- **Work task**
Match the string "impl" against each line below, and copy every line that matches.

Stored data
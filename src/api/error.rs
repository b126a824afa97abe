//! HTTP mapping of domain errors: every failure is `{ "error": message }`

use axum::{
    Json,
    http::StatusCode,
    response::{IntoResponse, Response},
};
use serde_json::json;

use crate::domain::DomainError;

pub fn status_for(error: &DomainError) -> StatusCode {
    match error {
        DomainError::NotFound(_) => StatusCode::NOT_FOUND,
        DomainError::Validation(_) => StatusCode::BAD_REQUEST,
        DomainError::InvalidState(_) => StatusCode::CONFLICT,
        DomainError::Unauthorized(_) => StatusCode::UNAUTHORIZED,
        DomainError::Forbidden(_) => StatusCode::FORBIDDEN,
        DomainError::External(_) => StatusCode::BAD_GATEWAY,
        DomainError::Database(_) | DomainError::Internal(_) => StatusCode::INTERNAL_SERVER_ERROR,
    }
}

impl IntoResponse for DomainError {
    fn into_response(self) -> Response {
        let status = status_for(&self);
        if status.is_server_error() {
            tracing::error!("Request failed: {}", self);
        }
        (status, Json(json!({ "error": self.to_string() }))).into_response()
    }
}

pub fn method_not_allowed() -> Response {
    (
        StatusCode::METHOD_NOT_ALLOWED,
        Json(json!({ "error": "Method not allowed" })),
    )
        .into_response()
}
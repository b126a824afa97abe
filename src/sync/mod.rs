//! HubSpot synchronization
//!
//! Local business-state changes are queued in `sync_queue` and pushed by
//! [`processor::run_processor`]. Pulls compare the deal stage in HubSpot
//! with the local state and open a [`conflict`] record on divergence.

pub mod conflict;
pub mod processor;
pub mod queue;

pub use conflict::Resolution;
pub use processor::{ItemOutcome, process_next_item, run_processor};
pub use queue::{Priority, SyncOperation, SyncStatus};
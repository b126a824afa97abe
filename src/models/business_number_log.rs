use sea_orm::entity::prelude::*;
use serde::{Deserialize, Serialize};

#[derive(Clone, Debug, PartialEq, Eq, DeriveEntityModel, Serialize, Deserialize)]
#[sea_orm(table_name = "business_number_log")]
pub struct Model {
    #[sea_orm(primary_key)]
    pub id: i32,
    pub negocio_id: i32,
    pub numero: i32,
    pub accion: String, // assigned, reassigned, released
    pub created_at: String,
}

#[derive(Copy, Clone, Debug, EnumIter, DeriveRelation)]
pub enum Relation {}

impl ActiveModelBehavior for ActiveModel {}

- **Output for this exercise**
impl IntoResponse for DomainError {
impl ActiveModelBehavior for ActiveModel {}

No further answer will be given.